In the 2016 Washington State Superintendent’s race the topic of teacher gender identity came up. Both of the final candidates said there was a need to teach about gender identity….but…they differed as to when. Ms. Jones thought 3rd grade might be reasonable while Mr. Reykdahl said kindergarten was a good place to start.
In 2016 the outgoing State Superintendent of Schools (Randy Dorn) imposed a new set of rules for health and physical education. Under those new “guidelines” the basis for teaching gender identity was introduced.
On August 4, 2017, we contacted Nathan Olson (who is the Director of Communications and Community Outreach) asking for an update. Following is the email exchange.
Summary (if you don’t want to read the exchange)
- The State requires three (3) subjects be taught: HIV prevention, CPR instructions and use of an AED
- OSPI’s position is that it’s up to each school district “how” to comply and choose the materials. This appears to mean that ‘gender identity’ being addressed is up to the district. When we say ‘appears’ read the material for yourself: Health Education K-12 Learning Standards: Focus on Sexual Health
- OSPI ‘may” put out instructions to superintendents in the future.
Bottom line? It’s not clear that OSPI isn’t going to push ‘gender identity’. Local school boards apparently have the discretion as to what to teach and when as it relates to ‘gender identity’. Ask your local school board directors to state their intent and positions.
Email question posed:
Last year, during the election, there was extensive discussion about teaching gender identify starting in kindergarten. Mr. Reykdahl said he was in favor. The previous administration said that OSPI was planning on instituting gender identify instruction in the next 2 years.
Can you tell me what the OSPI plans are (or not) for teaching or addressing gender identify? Full details please including: timing; grades; materials; whether parents will be told and need to approve; what school districts must/can do; etc.

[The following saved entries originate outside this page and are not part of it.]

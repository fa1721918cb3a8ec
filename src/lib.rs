//! bitfetch - a command-line BitTorrent client
//!
//! The library implements the download path of the BitTorrent protocol:
//! metainfo files and magnet links in, a verified file on disk out.
//!
//! # Modules
//!
//! - [`bencode`] - BEP-3 bencode encoding/decoding
//! - [`metainfo`] - Torrent metainfo, magnet links, info hashes
//! - [`tracker`] - HTTP tracker announce and compact peer lists
//! - [`peer`] - Peer wire protocol, extension handshake, metadata exchange
//! - [`download`] - Concurrent piece scheduling and file assembly

pub mod bencode;
pub mod download;
pub mod metainfo;
pub mod peer;
pub mod tracker;

pub use bencode::{decode, encode, BencodeError, Value};
pub use download::{DownloadError, Downloader};
pub use metainfo::{Info, InfoHash, MagnetLink, Metainfo, MetainfoError};
pub use peer::{Handshake, Message, PeerError, PeerId, PeerSession, SessionState};
pub use tracker::{AnnounceResponse, HttpTracker, TrackerError};
//! Metadata exchange extension (ut_metadata, BEP-9).
//!
//! Peers transfer the torrent's info dictionary in 16 KB pieces. This is
//! how magnet downloads obtain the metadata they start without.

use std::collections::BTreeMap;

use bytes::Bytes;

use super::error::PeerError;
use crate::bencode::{decode_prefix, encode, Value};

/// The size of a metadata piece (16 KB).
pub const METADATA_PIECE_SIZE: usize = 16384;

/// Message types for the ut_metadata extension (BEP-9).
#[derive(Debug, Clone, Copy, PartialEq, Eq)]
pub enum MetadataMessageType {
    /// Request a piece of metadata.
    Request = 0,
    /// Provide a piece of metadata.
    Data = 1,
    /// Reject a metadata request.
    Reject = 2,
}

impl MetadataMessageType {
    pub fn from_byte(b: u8) -> Option<Self> {
        match b {
            0 => Some(MetadataMessageType::Request),
            1 => Some(MetadataMessageType::Data),
            2 => Some(MetadataMessageType::Reject),
            _ => None,
        }
    }

    pub fn as_byte(&self) -> u8 {
        *self as u8
    }
}

/// A metadata exchange message (ut_metadata, BEP-9).
///
/// The wire form is a bencoded dictionary; data messages append the raw
/// metadata piece bytes immediately after it.
#[derive(Debug, Clone)]
pub struct MetadataMessage {
    /// The message type (request, data, or reject).
    pub msg_type: MetadataMessageType,
    /// The metadata piece index.
    pub piece: u32,
    /// The total size of the metadata (data messages only).
    pub total_size: Option<u32>,
    /// The metadata piece bytes (data messages only).
    pub data: Option<Bytes>,
}

impl MetadataMessage {
    /// Creates a request for a metadata piece.
    pub fn request(piece: u32) -> Self {
        Self {
            msg_type: MetadataMessageType::Request,
            piece,
            total_size: None,
            data: None,
        }
    }

    /// Creates a data message carrying a metadata piece.
    pub fn data(piece: u32, total_size: u32, data: Bytes) -> Self {
        Self {
            msg_type: MetadataMessageType::Data,
            piece,
            total_size: Some(total_size),
            data: Some(data),
        }
    }

    /// Creates a reject message for a metadata piece.
    pub fn reject(piece: u32) -> Self {
        Self {
            msg_type: MetadataMessageType::Reject,
            piece,
            total_size: None,
            data: None,
        }
    }

    /// Encodes the message for transmission (without the extended-message
    /// framing).
    pub fn encode(&self) -> Result<Bytes, PeerError> {
        let mut dict = BTreeMap::new();

        dict.insert(
            Bytes::from_static(b"msg_type"),
            Value::Integer(self.msg_type.as_byte() as i64),
        );

        dict.insert(
            Bytes::from_static(b"piece"),
            Value::Integer(self.piece as i64),
        );

        if let Some(total_size) = self.total_size {
            dict.insert(
                Bytes::from_static(b"total_size"),
                Value::Integer(total_size as i64),
            );
        }

        let encoded_dict = encode(&Value::Dict(dict))?;

        if let Some(ref data) = self.data {
            let mut result = Vec::with_capacity(encoded_dict.len() + data.len());
            result.extend_from_slice(&encoded_dict);
            result.extend_from_slice(data);
            Ok(Bytes::from(result))
        } else {
            Ok(Bytes::from(encoded_dict))
        }
    }

    /// Decodes a metadata message from an extended-message payload.
    ///
    /// The payload is split at the end of the first complete bencoded
    /// dictionary; for data messages whatever follows is the raw metadata
    /// piece.
    pub fn decode(payload: &[u8]) -> Result<Self, PeerError> {
        let (value, dict_end) = decode_prefix(payload)?;
        let dict = value
            .as_dict()
            .ok_or_else(|| PeerError::Extension("expected dict".into()))?;

        let msg_type_byte =
            dict.get(b"msg_type".as_slice())
                .and_then(|v| v.as_integer())
                .ok_or_else(|| PeerError::Extension("missing msg_type".into()))? as u8;

        let msg_type = MetadataMessageType::from_byte(msg_type_byte)
            .ok_or_else(|| PeerError::Extension("invalid msg_type".into()))?;

        let piece =
            dict.get(b"piece".as_slice())
                .and_then(|v| v.as_integer())
                .ok_or_else(|| PeerError::Extension("missing piece".into()))? as u32;

        let total_size = dict
            .get(b"total_size".as_slice())
            .and_then(|v| v.as_integer())
            .map(|v| v as u32);

        let data = if msg_type == MetadataMessageType::Data && dict_end < payload.len() {
            Some(Bytes::copy_from_slice(&payload[dict_end..]))
        } else {
            None
        };

        Ok(Self {
            msg_type,
            piece,
            total_size,
            data,
        })
    }
}

/// Calculates the number of metadata pieces for a given metadata size.
pub fn metadata_piece_count(metadata_size: usize) -> usize {
    metadata_size.div_ceil(METADATA_PIECE_SIZE)
}
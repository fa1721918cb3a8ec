//! Torrent metainfo handling (BEP-3, BEP-9)
//!
//! This module parses torrent metainfo files and magnet links and computes
//! info hashes.

mod error;
mod info_hash;
mod magnet;
mod torrent;

pub use error::MetainfoError;
pub use info_hash::InfoHash;
pub use magnet::MagnetLink;
pub use torrent::{Info, Metainfo};

#[cfg(test)]
mod tests;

If there are materials (ideally electronic); links; etc., along with a statement from OSPI on gender and public education in Washington State I would appreciate getting all materials at the earliest opportunity. Mr. Reykdahl’s position and statement are essential as well.
I would appreciate knowing the timing and details.
In March 2016, OSPI adopted new standards in health and physical education. Learning standards outline what students should know at each grade, based on the subject matter. One topic called out in the new standards is “self-identity.” A suggested (not required) classroom activity if a district teaches that topic would be a discussion around whether it’s OK for boys to wear pink shirts or it’s OK for girls to play soccer.
I qualified my language in the previous sentence for a reason. The learning standards are the “what” – what students should know. The “how” – how students learn the standards – is where curricula come in. That includes textbooks, lesson plans, homework, maybe even field trips.
Standards are the responsibility of the state. Curricula are the responsibility of each district.
With three exceptions, the topics listed in the new health and physical education standards are all optional. (The three required topics are HIV prevention, CPR instructions and use of an AED.) Self-identity is optional.
To sum up, the state is done with its work. We revise standards every 5-8 years in all content areas. If they haven’t yet done so, districts need to adopt curricula that align to the standards; also, they need to decide, based in part on community standards, which topics they will teach and which they won’t. That is the purview of each school board. I assume there might be public hearings on the adoption, but I don’t know the procedures for each school board in the state.
I don’t have any associating materials beyond what’s on the web page to which I linked in the first paragraph of my email. Check specifically the right “sidebar,” which has some documents related to standards generally and the health/physical education standards specifically. It is possible we will be putting out a communication to superintendents in the near future about their adoption process, but that hasn’t been formalized. I’d be glad to share that communication with you if and when it goes out.